### Task instructions
Determine how many lines in the material below contain the word "risk", and give that number without comment.

◆ ◆ ◆ ◆ ◆

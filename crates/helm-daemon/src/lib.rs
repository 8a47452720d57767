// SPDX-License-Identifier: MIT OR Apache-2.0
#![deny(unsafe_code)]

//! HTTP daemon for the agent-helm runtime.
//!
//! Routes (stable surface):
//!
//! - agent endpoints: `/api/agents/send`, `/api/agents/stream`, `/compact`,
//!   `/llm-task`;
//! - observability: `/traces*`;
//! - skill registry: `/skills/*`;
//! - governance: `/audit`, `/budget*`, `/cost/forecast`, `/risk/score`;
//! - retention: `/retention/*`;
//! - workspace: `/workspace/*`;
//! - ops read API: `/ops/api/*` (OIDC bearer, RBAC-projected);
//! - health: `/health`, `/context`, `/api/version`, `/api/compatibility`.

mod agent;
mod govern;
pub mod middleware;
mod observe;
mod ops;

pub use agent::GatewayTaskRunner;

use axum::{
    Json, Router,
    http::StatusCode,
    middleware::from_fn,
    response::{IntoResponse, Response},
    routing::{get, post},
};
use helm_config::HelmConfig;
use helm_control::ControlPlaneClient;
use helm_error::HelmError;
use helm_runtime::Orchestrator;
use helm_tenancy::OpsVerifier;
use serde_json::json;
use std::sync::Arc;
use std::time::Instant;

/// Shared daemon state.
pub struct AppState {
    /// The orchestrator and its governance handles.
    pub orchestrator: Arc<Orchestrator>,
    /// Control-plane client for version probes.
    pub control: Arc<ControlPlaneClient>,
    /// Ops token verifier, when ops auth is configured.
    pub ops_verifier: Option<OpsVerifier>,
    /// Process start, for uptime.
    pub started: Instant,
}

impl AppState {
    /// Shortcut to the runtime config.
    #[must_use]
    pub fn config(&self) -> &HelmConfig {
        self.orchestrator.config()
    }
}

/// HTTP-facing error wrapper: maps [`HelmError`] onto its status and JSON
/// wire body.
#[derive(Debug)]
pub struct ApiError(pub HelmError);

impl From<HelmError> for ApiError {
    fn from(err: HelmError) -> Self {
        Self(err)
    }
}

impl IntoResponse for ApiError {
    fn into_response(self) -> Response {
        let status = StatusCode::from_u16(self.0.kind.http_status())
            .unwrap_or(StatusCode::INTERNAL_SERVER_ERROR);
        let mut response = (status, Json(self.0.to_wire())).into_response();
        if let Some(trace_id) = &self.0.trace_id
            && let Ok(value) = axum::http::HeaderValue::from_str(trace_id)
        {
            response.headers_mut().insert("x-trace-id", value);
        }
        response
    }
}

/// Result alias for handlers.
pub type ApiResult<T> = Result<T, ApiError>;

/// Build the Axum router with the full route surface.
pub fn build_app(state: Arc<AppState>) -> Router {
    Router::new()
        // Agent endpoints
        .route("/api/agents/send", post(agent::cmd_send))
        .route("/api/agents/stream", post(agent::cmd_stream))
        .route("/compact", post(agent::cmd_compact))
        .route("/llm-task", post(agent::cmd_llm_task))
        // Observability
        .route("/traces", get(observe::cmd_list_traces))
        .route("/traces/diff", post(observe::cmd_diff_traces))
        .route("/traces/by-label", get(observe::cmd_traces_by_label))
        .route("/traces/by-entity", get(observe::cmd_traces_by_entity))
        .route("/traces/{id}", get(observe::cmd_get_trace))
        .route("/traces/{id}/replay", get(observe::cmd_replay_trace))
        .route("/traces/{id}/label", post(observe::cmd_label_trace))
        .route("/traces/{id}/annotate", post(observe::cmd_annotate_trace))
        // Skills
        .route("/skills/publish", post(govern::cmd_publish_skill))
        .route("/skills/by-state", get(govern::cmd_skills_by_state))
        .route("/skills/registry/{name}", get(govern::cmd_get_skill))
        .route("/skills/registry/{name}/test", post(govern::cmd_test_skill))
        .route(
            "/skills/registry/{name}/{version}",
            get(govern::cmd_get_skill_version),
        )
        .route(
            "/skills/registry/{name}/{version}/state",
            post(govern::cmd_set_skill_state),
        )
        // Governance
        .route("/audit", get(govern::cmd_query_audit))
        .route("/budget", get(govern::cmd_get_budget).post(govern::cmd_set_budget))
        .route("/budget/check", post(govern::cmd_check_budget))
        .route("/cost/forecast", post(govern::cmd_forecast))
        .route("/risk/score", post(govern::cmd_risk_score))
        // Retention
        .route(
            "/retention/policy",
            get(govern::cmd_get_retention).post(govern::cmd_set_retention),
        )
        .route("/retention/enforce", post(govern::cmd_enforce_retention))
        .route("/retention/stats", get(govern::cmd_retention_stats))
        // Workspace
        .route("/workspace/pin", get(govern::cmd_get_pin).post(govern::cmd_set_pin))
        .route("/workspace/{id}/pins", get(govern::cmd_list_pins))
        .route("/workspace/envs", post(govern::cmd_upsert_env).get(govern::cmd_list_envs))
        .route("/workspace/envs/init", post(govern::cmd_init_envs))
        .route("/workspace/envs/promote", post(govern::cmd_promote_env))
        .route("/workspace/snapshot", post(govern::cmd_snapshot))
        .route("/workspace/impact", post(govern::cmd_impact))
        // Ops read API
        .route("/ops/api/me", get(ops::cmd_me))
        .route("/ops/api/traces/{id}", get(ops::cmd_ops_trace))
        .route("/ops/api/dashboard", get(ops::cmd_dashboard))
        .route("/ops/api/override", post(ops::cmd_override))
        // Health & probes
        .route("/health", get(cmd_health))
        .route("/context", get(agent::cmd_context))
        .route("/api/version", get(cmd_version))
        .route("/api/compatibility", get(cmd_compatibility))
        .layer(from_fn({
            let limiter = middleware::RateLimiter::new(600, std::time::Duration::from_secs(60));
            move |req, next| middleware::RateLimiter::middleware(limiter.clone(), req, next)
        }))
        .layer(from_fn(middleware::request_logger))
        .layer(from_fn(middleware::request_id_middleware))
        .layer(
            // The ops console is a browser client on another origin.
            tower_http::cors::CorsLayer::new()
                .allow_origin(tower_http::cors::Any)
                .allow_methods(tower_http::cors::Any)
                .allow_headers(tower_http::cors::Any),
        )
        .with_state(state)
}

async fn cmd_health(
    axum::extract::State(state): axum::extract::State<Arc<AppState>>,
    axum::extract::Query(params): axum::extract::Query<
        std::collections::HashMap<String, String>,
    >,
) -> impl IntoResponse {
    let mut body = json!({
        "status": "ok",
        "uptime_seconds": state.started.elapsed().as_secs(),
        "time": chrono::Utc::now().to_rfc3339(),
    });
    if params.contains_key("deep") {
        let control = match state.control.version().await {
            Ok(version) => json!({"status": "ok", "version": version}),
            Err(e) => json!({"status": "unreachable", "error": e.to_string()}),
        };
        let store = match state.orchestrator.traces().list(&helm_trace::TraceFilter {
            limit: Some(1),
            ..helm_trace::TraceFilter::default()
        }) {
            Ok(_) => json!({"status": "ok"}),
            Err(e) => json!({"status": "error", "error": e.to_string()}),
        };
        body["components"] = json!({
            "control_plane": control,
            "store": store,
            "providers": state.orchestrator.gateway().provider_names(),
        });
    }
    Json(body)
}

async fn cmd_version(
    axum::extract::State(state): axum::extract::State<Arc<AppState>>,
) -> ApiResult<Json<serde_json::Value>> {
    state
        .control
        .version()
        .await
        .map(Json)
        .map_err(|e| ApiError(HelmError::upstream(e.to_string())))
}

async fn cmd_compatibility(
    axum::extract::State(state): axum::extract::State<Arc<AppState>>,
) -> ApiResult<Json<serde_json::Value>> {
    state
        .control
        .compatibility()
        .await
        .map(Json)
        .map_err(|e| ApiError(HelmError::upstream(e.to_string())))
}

◆ ◆ ◆ ◆ ◆

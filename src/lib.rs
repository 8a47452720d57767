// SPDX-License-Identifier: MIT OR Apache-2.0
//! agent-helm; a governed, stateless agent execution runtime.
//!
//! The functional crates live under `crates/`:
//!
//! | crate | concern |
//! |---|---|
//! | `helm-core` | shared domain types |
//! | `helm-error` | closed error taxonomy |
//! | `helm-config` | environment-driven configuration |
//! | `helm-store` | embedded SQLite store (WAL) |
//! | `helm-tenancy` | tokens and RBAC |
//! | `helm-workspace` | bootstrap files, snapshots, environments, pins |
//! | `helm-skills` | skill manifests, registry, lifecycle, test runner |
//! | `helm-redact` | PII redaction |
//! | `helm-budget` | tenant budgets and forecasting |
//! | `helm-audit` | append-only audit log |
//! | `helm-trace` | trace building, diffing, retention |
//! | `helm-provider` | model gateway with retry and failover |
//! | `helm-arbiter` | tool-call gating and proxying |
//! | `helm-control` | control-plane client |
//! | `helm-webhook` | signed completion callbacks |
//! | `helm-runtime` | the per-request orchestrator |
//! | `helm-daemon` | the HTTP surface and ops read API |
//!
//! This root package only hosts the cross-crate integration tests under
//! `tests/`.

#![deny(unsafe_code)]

◆ ◆ ◆ ◆ ◆

### Expected answer
2